Disaster Cooperativism

Disasters and emergencies offer major transformative moments that challenge us to refine the true essence of what we want humanity to be about.

I see 2 diverging mentalities out of which we can respond in these situations: either out of a reflex of fear, isolation and scarcity, or out of a practice of cooperation, creativity, resource sharing, curiosity and compassion.

In addition to the question of how we collectively respond to the scary coronavirus pandemic that we're facing at the moment, this challenge is permanently up in a big way for our entire species with our climate emergency. My personal belief is that if we continue to inhabit the scarcity and fear reflex as we respond to climate chaos, our species will go extinct, but that if we choose the cooperative path we have the chance to not only survive but grow up into something even more beautiful.

Naomi Klein popularized the term "disaster capitalism" in her book The Shock Doctrine, to describe how large corporations powerfully organize themselves to be ready to take advantage of disasters in order to take over and privatize social support systems for profit.

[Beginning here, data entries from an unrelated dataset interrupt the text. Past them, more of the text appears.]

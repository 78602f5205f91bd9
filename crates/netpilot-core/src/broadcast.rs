use std::net::IpAddr;

use serde::{Deserialize, Serialize};

use crate::proxy::ProxyInfo;
use crate::types::{NetworkInfo, NetworkType};

/// Immediate broadcasts go out as soon as the state is known; delayed ones
/// follow after the connectivity-change delay so listeners see settled state.
#[derive(Debug, Clone, Copy, PartialEq, Eq, Serialize, Deserialize)]
#[serde(rename_all = "snake_case")]
pub enum Delivery {
    Immediate,
    Delayed,
}

#[derive(Debug, Clone, PartialEq, Eq, Serialize, Deserialize)]
pub struct ConnectivityChange {
    pub info: NetworkInfo,
    pub other_network: Option<NetworkInfo>,
    pub no_connectivity: bool,
    pub is_failover: bool,
    pub inet_condition: u8,
}

#[derive(Debug, Clone, PartialEq, Eq, Serialize, Deserialize)]
#[serde(tag = "kind", rename_all = "snake_case")]
pub enum Broadcast {
    Connectivity {
        change: ConnectivityChange,
        delivery: Delivery,
    },
    InetCondition {
        info: NetworkInfo,
        condition: u8,
    },
    ProxyChange {
        proxy: Option<ProxyInfo>,
    },
    DnsChange {
        servers: Vec<IpAddr>,
        counter: u64,
    },
    /// Interface now carrying `network_type`, for usage accounting.
    InterfaceType {
        interface: String,
        network_type: NetworkType,
    },
}

pub trait BroadcastSink: Send + Sync {
    fn send(&self, broadcast: Broadcast);
}

#[cfg(test)]
pub mod tests {
    use super::*;
    use std::sync::{Arc, Mutex};

    #[derive(Clone, Default)]
    pub struct RecordingBroadcasts {
        sent: Arc<Mutex<Vec<Broadcast>>>,
    }

    impl RecordingBroadcasts {
        pub fn new() -> Self {
            Self::default()
        }

        pub fn sent(&self) -> Vec<Broadcast> {
            self.sent.lock().unwrap().clone()
        }

        pub fn take(&self) -> Vec<Broadcast> {
            std::mem::take(&mut *self.sent.lock().unwrap())
        }

        pub fn connectivity(&self) -> Vec<(ConnectivityChange, Delivery)> {
            self.sent()
                .into_iter()
                .filter_map(|b| match b {
                    Broadcast::Connectivity { change, delivery } => Some((change, delivery)),
                    _ => None,
                })
                .collect()
        }

        pub fn inet_conditions(&self) -> Vec<(NetworkType, u8)> {
            self.sent()
                .into_iter()
                .filter_map(|b| match b {
                    Broadcast::InetCondition { info, condition } => {
                        Some((info.network_type, condition))
                    }
                    _ => None,
                })
                .collect()
        }
    }

    impl BroadcastSink for RecordingBroadcasts {
        fn send(&self, broadcast: Broadcast) {
            self.sent.lock().unwrap().push(broadcast);
        }
    }
}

For example, private charter schools used the shock wave of Hurricane Katrina in New Orleans to take over the public school system and privatize it, reducing over 100 public schools to less than 10. And international agricultural companies used the prolonged devastation of the Iraq War to destroy traditional sustainable farming systems and force sales of GMO seeds and agricultural chemicals to Iraqi farmers.

I think there is a major lesson to be learned from disaster capitalists. When a disaster hits, in a very short time long-reaching decisions are made about massive resource use, who lives and who dies, power structures, infrastructure. Whoever is placed and prepared to make those decisions gets to exert powerful influence on the future for decades to come. So we need an alternative to disaster capitalism: disaster cooperativism.

In disaster cooperativism, we propagate a culture of mutual aid which allows us to nurture cooperative businesses, communities, skills, attitudes and infrastructure so that when emergencies and disasters arrive we are ready to attract resources and attention to our kind of response.

Imagine the many different ways this can happen, with our food systems, energy systems, cash and barter economic lives, buildings, transportation, education, healthcare, conflict resolution, mental health, child and elderly care. If we can get successful small-scale coops going in these areas of community need (and recognize and support and learn from those who already have them going), then we will have the expertise in place to scale it up and meet a sudden massive increase in need when the inflection point of each related emergency arises.

I think that we'll find that if we can find the courage to live out disaster cooperativism as one of our guiding stories, the rapid change it enables might be the fastest way towards the regenerative ways of life that we all know we need but have been too complacent to stand up for while awash in the consumerist trance of modern America. Inside the threat of the coronavirus might be nested this kind of seed if we can live up to it.